8 Şubat 2012 Çarşamba

ULU ARİF ÇELEBİ VE IRMAK KERAMETİ

Dostların yaşlıları (Hepsine hayırlar ve Cennet-i Naim onlara olsun) anlatmışlardır:

Bir gün Çelebi Hazretleri, Irak-ı Acem’de Gür eski (Cyrus) suyu kenarında gezinti yapıyordu.
Ansızın heyecana kapılıp kendini o akan suya attı, sanki su üzerinde giden bir kalas gibiydi.

Derler ki o suyun büyüklüğü ve bolluğu çoktu ki büyük develer ve cüsseli filler onun üzerinde sinek ve karınca gibi görünürdü.

Tanrı’nın yardımı ile bu nehrin suyu da Çelebinin altında bir taht haline gelmişti.
Nasıl ki hava Süleyman’ın altında bahtının ululuğundan taht olmuş ise,
Keza deniz suyu İsa’nın merkebi (Bineği) gemisi olmuşsa,
Yedinci hava tabakası Hazreti Mustafa’ya da Burak olmuştu.

Peygamberlerin ve velilerin böyle keramet ve mucizeleri sınırsızdır.
Onlara inanır ve onlardan gözükenleri tasdik ederiz.

Kim böyle bir kavmi sevense kendisi onlardandır” denilir.

ŞİİR:
“ Gönül sarhoşluğu nerdedir?
Göremezsin.
Onu nergise benzeyen mahmur “süzülmüş” gözlerde ara.

Tanrı’nın zatından uzak olduğun zaman,
Tanrı’nın özelliklerini;  peygamberlerden ve mucizelerden bilebilirsin.

Gizli olan mucizeler ve kerametler,
Tertemiz pirlerden gönüllere akseder.

Kamil (Yetişmiş, olgun) erin candan kopup gelen mucizeleri,
İsteyicinin can ve gönlüne hayat gibi tesir eder.

Onların gönüllerinde yüzlerce hazır kıyamet vardır,
En küçüğü şudur: Kendine komşu olan kimse mest (sarhoş) olur.
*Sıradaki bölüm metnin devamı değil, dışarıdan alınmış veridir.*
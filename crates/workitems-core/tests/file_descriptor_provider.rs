//! Descriptors loaded from disk

use std::sync::Arc;
use tempfile::TempDir;
use workitems_core::provider::{FileDescriptorProvider, InMemoryDataProvider};
use workitems_core::{DescriptorError, WorkItemError, WorkItemManager};
use workitems_model::{PropertyType, ValidatorDescriptor, ValueProviderDescriptor};
use workitems_test_utils::{init_tracing, string};

const BAR_JSON: &str = r#"{
    "name": "BAR",
    "properties": [
        { "name": "A", "data_type": "String", "is_required": true },
        { "name": "B", "data_type": "String", "is_editable": false }
    ]
}"#;

const TASKS_YAML: &str = r"
- name: TASK
  properties:
    - name: Title
      data_type: String
      validators:
        - type: mandatory
        - type: string_length
          min: 3
          max: 80
    - name: Tags
      data_type: String
      property_type: multiple_value
      value_provider:
        type: project_collection
        collection: tags
  stages:
    - id: stage-Todo
      condition:
        type: property_value
        property: Title
        value: todo
      commands:
        - type: change_property_value
          name: Start
          label: Start work
          property: Title
          value: doing
";

const EPIC_TOML: &str = r#"
[[descriptors]]
name = "EPIC"

[[descriptors.properties]]
name = "Size"
data_type = "String"
initial_value = "M"

[descriptors.properties.value_provider]
type = "enum"
values = [
    { value = "S", display_text = "Small" },
    { value = "M", display_text = "Medium" },
    { value = "L", display_text = "Large" },
]
"#;

fn write_all(dir: &TempDir, files: &[(&str, &str)]) -> anyhow::Result<()> {
    for (name, content) in files {
        std::fs::write(dir.path().join(name), content)?;
    }
    Ok(())
}

#[tokio::test]
async fn directory_of_mixed_formats() -> anyhow::Result<()> {
    init_tracing();
    let dir = tempfile::tempdir()?;
    write_all(
        &dir,
        &[
            ("01-bar.json", BAR_JSON),
            ("02-tasks.yaml", TASKS_YAML),
            ("03-epic.toml", EPIC_TOML),
            ("README.md", "not a descriptor"),
        ],
    )?;

    let manager = WorkItemManager::new(
        Arc::new(InMemoryDataProvider::new()),
        Arc::new(FileDescriptorProvider::new(dir.path())),
    );
    manager.create_template("FOO", "BAR").await?;

    let descriptors = manager.descriptor_manager();
    assert_eq!(descriptors.work_item_types(), vec!["BAR", "TASK", "EPIC"]);

    let bar = descriptors.get_descriptor("BAR").expect("BAR descriptor");
    assert!(bar.properties[0].is_required);
    assert!(!bar.properties[1].is_editable);

    let task = descriptors.get_descriptor("TASK").expect("TASK descriptor");
    assert_eq!(
        task.properties[0].validators,
        vec![
            ValidatorDescriptor::Mandatory,
            ValidatorDescriptor::StringLength { min: 3, max: 80 },
        ]
    );
    assert_eq!(task.properties[1].property_type, PropertyType::MultipleValue);
    assert_eq!(descriptors.get_commands("TASK")[0].name(), "Start");

    let epic = descriptors.get_descriptor("EPIC").expect("EPIC descriptor");
    assert!(matches!(
        &epic.properties[0].value_provider,
        Some(ValueProviderDescriptor::Enum { values }) if values.len() == 3
    ));
    Ok(())
}

#[tokio::test]
async fn loaded_rules_are_enforced() -> anyhow::Result<()> {
    let dir = tempfile::tempdir()?;
    write_all(&dir, &[("epic.toml", EPIC_TOML)])?;

    let manager = WorkItemManager::new(
        Arc::new(InMemoryDataProvider::new()),
        Arc::new(FileDescriptorProvider::new(dir.path().join("epic.toml"))),
    );

    let template = manager.create_template("FOO", "EPIC").await?;
    assert_eq!(template.value("Size"), Some("M"));

    let result = manager.create("FOO", "EPIC", &[string("Size", "XL")]).await?;
    assert!(!result.success);
    assert_eq!(result.errors[0].source, "ValueProviderValidator");
    Ok(())
}

#[tokio::test]
async fn malformed_file_fails_the_operation() -> anyhow::Result<()> {
    let dir = tempfile::tempdir()?;
    write_all(&dir, &[("broken.json", "{ \"name\": ")])?;

    let manager = WorkItemManager::new(
        Arc::new(InMemoryDataProvider::new()),
        Arc::new(FileDescriptorProvider::new(dir.path())),
    );

    let err = manager.create_template("FOO", "BAR").await.unwrap_err();
    assert!(matches!(
        err,
        WorkItemError::Descriptor(DescriptorError::Malformed { .. })
    ));
    assert!(!manager.descriptor_manager().is_loaded());
    Ok(())
}

#[tokio::test]
async fn duplicate_types_across_files_are_rejected() -> anyhow::Result<()> {
    let dir = tempfile::tempdir()?;
    write_all(&dir, &[("a.json", BAR_JSON), ("b.json", BAR_JSON)])?;

    let manager = WorkItemManager::new(
        Arc::new(InMemoryDataProvider::new()),
        Arc::new(FileDescriptorProvider::new(dir.path())),
    );

    let err = manager.get("FOO", "1").await.unwrap_err();
    assert!(matches!(
        err,
        WorkItemError::Descriptor(DescriptorError::DuplicateType(name)) if name == "BAR"
    ));
    Ok(())
}

#[tokio::test]
async fn missing_root_is_an_io_error() {
    let dir = tempfile::tempdir().expect("temp dir");
    let provider = FileDescriptorProvider::new(dir.path().join("absent"));

    let manager = WorkItemManager::new(Arc::new(InMemoryDataProvider::new()), Arc::new(provider));
    let err = manager.create_template("FOO", "BAR").await.unwrap_err();

    assert!(matches!(err, WorkItemError::Descriptor(DescriptorError::Io { .. })));
}
//! Manager configuration
//!
//! Loaded from TOML or built in code:
//!
//! ```toml
//! actor = "svc-tracker"
//! provider_timeout_ms = 2000
//!
//! [value_cache]
//! max_capacity = 500
//! ttl_secs = 30
//! ```

use crate::error::ConfigError;
use serde::{Deserialize, Serialize};
use std::path::Path;
use std::time::Duration;

/// Work item manager configuration
#[derive(Debug, Clone, PartialEq, Eq, Serialize, Deserialize)]
#[serde(default)]
pub struct WorkItemsConfig {
    /// Actor recorded on log entries
    pub actor: String,
    /// Log entry type appended by updates
    pub update_log_entry_type: String,
    /// Identifier of unpersisted templates
    pub new_item_id: String,
    /// Limit for every collaborator call, unlimited when unset
    pub provider_timeout_ms: Option<u64>,
    /// Caching of externally resolved value lists
    pub value_cache: ValueCacheConfig,
}

impl WorkItemsConfig {
    /// Create default configuration
    #[inline]
    #[must_use]
    pub fn new() -> Self {
        Self::default()
    }

    /// With actor identifier
    #[inline]
    #[must_use]
    pub fn with_actor(mut self, actor: impl Into<String>) -> Self {
        self.actor = actor.into();
        self
    }

    /// With collaborator timeout
    #[inline]
    #[must_use]
    pub fn with_provider_timeout(mut self, timeout: Duration) -> Self {
        self.provider_timeout_ms = Some(u64::try_from(timeout.as_millis()).unwrap_or(u64::MAX));
        self
    }

    /// With value cache settings
    #[inline]
    #[must_use]
    pub fn with_value_cache(mut self, value_cache: ValueCacheConfig) -> Self {
        self.value_cache = value_cache;
        self
    }

    /// Collaborator timeout as a duration
    #[inline]
    #[must_use]
    pub fn provider_timeout(&self) -> Option<Duration> {
        self.provider_timeout_ms.map(Duration::from_millis)
    }

    /// Parse from TOML text
    ///
    /// # Errors
    /// - `ConfigError::Parse` if the text is not valid configuration
    pub fn from_toml_str(text: &str) -> Result<Self, ConfigError> {
        Ok(toml::from_str(text)?)
    }

    /// Read and parse a TOML file
    ///
    /// # Errors
    /// - `ConfigError::Io` if the file cannot be read
    /// - `ConfigError::Parse` if its content is not valid configuration
    pub async fn from_path(path: impl AsRef<Path>) -> Result<Self, ConfigError> {
        let path = path.as_ref();
        let text = tokio::fs::read_to_string(path)
            .await
            .map_err(|source| ConfigError::Io {
                path: path.to_path_buf(),
                source,
            })?;
        Self::from_toml_str(&text)
    }
}

impl Default for WorkItemsConfig {
    fn default() -> Self {
        Self {
            actor: "system".to_string(),
            update_log_entry_type: "Comment".to_string(),
            new_item_id: "NEW".to_string(),
            provider_timeout_ms: None,
            value_cache: ValueCacheConfig::default(),
        }
    }
}

/// Value list cache settings
#[derive(Debug, Clone, Copy, PartialEq, Eq, Serialize, Deserialize)]
#[serde(default)]
pub struct ValueCacheConfig {
    /// Whether resolved lists are cached
    pub enabled: bool,
    /// Maximum cached lists
    pub max_capacity: u64,
    /// Time to live in seconds
    pub ttl_secs: u64,
}

impl ValueCacheConfig {
    /// Caching turned off
    #[inline]
    #[must_use]
    pub fn disabled() -> Self {
        Self {
            enabled: false,
            ..Self::default()
        }
    }

    /// Time to live as a duration
    #[inline]
    #[must_use]
    pub fn ttl(&self) -> Duration {
        Duration::from_secs(self.ttl_secs)
    }
}

impl Default for ValueCacheConfig {
    fn default() -> Self {
        Self {
            enabled: true,
            max_capacity: 1_000,
            ttl_secs: 60,
        }
    }
}

#[cfg(test)]
mod tests {
    use super::*;

    #[test]
    fn defaults() {
        let config = WorkItemsConfig::new();
        assert_eq!(config.actor, "system");
        assert_eq!(config.update_log_entry_type, "Comment");
        assert_eq!(config.new_item_id, "NEW");
        assert!(config.provider_timeout().is_none());
        assert!(config.value_cache.enabled);
    }

    #[test]
    fn parse_partial_toml() {
        let config = WorkItemsConfig::from_toml_str(
            r#"
            actor = "svc"
            provider_timeout_ms = 250

            [value_cache]
            ttl_secs = 5
            "#,
        )
        .unwrap();

        assert_eq!(config.actor, "svc");
        assert_eq!(config.update_log_entry_type, "Comment");
        assert_eq!(config.provider_timeout(), Some(Duration::from_millis(250)));
        assert_eq!(config.value_cache.ttl(), Duration::from_secs(5));
        assert_eq!(config.value_cache.max_capacity, 1_000);
    }

    #[test]
    fn parse_rejects_wrong_types() {
        let result = WorkItemsConfig::from_toml_str("provider_timeout_ms = \"soon\"");
        assert!(matches!(result, Err(ConfigError::Parse(_))));
    }

    #[tokio::test]
    async fn from_path_missing_file() {
        let result = WorkItemsConfig::from_path("/definitely/not/here.toml").await;
        assert!(matches!(result, Err(ConfigError::Io { .. })));
    }

    #[test]
    fn builder_setters() {
        let config = WorkItemsConfig::new()
            .with_actor("alice")
            .with_provider_timeout(Duration::from_secs(2))
            .with_value_cache(ValueCacheConfig::disabled());

        assert_eq!(config.actor, "alice");
        assert_eq!(config.provider_timeout_ms, Some(2_000));
        assert!(!config.value_cache.enabled);
    }
}
//! Validation pipeline
//!
//! Provides:
//! - [`Validator`]: one pluggable rule over a snapshot and its change set
//! - Built-in validators (completeness, immutability, value providers,
//!   mandatory, string length)
//! - [`ValidatorRegistry`]: validator descriptor kind → implementation
//! - [`ValidationManager`]: resolves and runs validators deterministically

use async_trait::async_trait;
use std::fmt::Debug;
use workitems_model::{ErrorMessage, PropertyChange, PropertyDescriptor, WorkItem};

mod builtin;
mod manager;
mod registry;

pub use builtin::{
    CompletenessValidator, ImmutableValidator, MandatoryValidator, StringLengthValidator,
    ValueProviderValidator,
};
pub use manager::ValidationManager;
pub use registry::{ValidatorFactory, ValidatorRegistry};

/// Kind of mutation being validated
#[derive(Debug, Clone, Copy, PartialEq, Eq, Hash)]
pub enum Operation {
    /// First save of a new item
    Create,
    /// Property update of a persisted item
    Update,
    /// Workflow command applied to a persisted item
    Command,
}

/// Input of a validation pass
#[derive(Debug, Clone, Copy)]
pub struct ValidationContext<'a> {
    /// Snapshot being validated (post-change)
    pub work_item: &'a WorkItem,
    /// Changes leading to the snapshot
    pub changes: &'a [PropertyChange],
    /// Kind of mutation
    pub operation: Operation,
}

impl<'a> ValidationContext<'a> {
    /// Create context
    #[inline]
    #[must_use]
    pub fn new(
        work_item: &'a WorkItem,
        changes: &'a [PropertyChange],
        operation: Operation,
    ) -> Self {
        Self {
            work_item,
            changes,
            operation,
        }
    }

    /// Change recorded for a property, if any
    #[inline]
    #[must_use]
    pub fn change_for(&self, property: &str) -> Option<&'a PropertyChange> {
        self.changes.iter().find(|c| c.name == property)
    }

    /// Error message scoped to a property of the validated item
    #[must_use]
    pub fn error(
        &self,
        source: &str,
        error_code: &str,
        message: impl Into<String>,
        property: &str,
    ) -> ErrorMessage {
        ErrorMessage::new(
            source,
            error_code,
            message,
            self.work_item.project_code(),
            self.work_item.id(),
            property,
        )
    }
}

/// One validation rule
///
/// A validator inspects one property of the snapshot and returns every
/// problem it finds; an empty list means the property passes this rule.
#[async_trait]
pub trait Validator: Send + Sync + Debug {
    /// Name reported as the error message source
    fn name(&self) -> &str;

    /// Validate `property` of the snapshot in `ctx`
    async fn validate(
        &self,
        property: &PropertyDescriptor,
        ctx: &ValidationContext<'_>,
    ) -> Vec<ErrorMessage>;
}
//! Built-in descriptors

use crate::descriptor::{
    CommandDescriptor, ConditionDescriptor, LogDescriptor, LogEntryTypeDescriptor,
    PropertyDescriptor, PropertyType, StageDescriptor, ValidatorDescriptor,
    ValueProviderDescriptor, WorkItemDescriptor,
};

/// Type name of [`sdlc_issue`]
pub const ISSUE_TYPE: &str = "Issue";

/// State property of [`sdlc_issue`]
pub const STATE: &str = "State";
/// Title property of [`sdlc_issue`]
pub const TITLE: &str = "Title";
/// Description property of [`sdlc_issue`]
pub const DESCRIPTION: &str = "Description";
/// Label property of [`sdlc_issue`]
pub const LABEL: &str = "Label";
/// Milestone property of [`sdlc_issue`]
pub const MILESTONE: &str = "Milestone";
/// Assignee property of [`sdlc_issue`]
pub const ASSIGNEE: &str = "Assignee";

/// Issue tracker style work item type
///
/// `State` is only changed through the `Close` command of stage
/// `stage-Open`; labels, milestones and assignees are resolved per project.
#[must_use]
pub fn sdlc_issue() -> WorkItemDescriptor {
    WorkItemDescriptor::new(
        ISSUE_TYPE,
        LogDescriptor::new(
            false,
            vec![
                LogEntryTypeDescriptor::new("assignmentChange"),
                LogEntryTypeDescriptor::new("milestoneChange"),
                LogEntryTypeDescriptor::new("labelChange"),
                LogEntryTypeDescriptor::new("stateChange"),
            ],
        ),
        vec![
            PropertyDescriptor::new(STATE, "String")
                .editable(false)
                .with_initial_value("Open")
                .with_value_provider(ValueProviderDescriptor::enumeration([
                    ("Open", "Open"),
                    ("Closed", "Closed"),
                ])),
            PropertyDescriptor::new(TITLE, "String")
                .with_validator(ValidatorDescriptor::StringLength { min: 3, max: 1000 })
                .with_validator(ValidatorDescriptor::Mandatory),
            PropertyDescriptor::new(DESCRIPTION, "String")
                .with_validator(ValidatorDescriptor::StringLength { min: 0, max: 4000 }),
            PropertyDescriptor::new(LABEL, "String")
                .with_property_type(PropertyType::MultipleValue)
                .with_value_provider(ValueProviderDescriptor::ProjectCollection {
                    collection: "labels".to_string(),
                }),
            PropertyDescriptor::new(MILESTONE, "String")
                .with_property_type(PropertyType::MultipleValue)
                .with_value_provider(ValueProviderDescriptor::ProjectCollection {
                    collection: "milestones".to_string(),
                }),
            PropertyDescriptor::new(ASSIGNEE, "String")
                .with_property_type(PropertyType::MultipleValue)
                .with_value_provider(ValueProviderDescriptor::ProjectUsers {
                    role: String::new(),
                }),
        ],
        vec![StageDescriptor::new(
            "stage-Open",
            ConditionDescriptor::property_value(STATE, "Open"),
            Vec::new(),
            vec![CommandDescriptor::change_property_value("Close", "Close", STATE, "Closed")],
        )],
    )
}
Kutlu bir kimsenin yanına göç eden talihli,
Tanrı ile oturup kalkıyor demektir.
(Mesnevi 6. Cilt 1298, 1929, 1300, 1308, 1301, 1302)

Çelebi Hazretleri 52000 metre gitmişti.
Dostlar suyun kenarında ağlayarak, göğüslerini döverek koşuyorlar ve suyun dışında başlarına toprak saçıyorlardı.

Onun arzusundan şevk ateşi içinde yanıyorlar, yalvarıp yakarıyorlar ve Çelebi sudan çıksın diye Hudavendiğar (Mevlana) Hazretlerini aracılık etmeğe çalışıyorlardı.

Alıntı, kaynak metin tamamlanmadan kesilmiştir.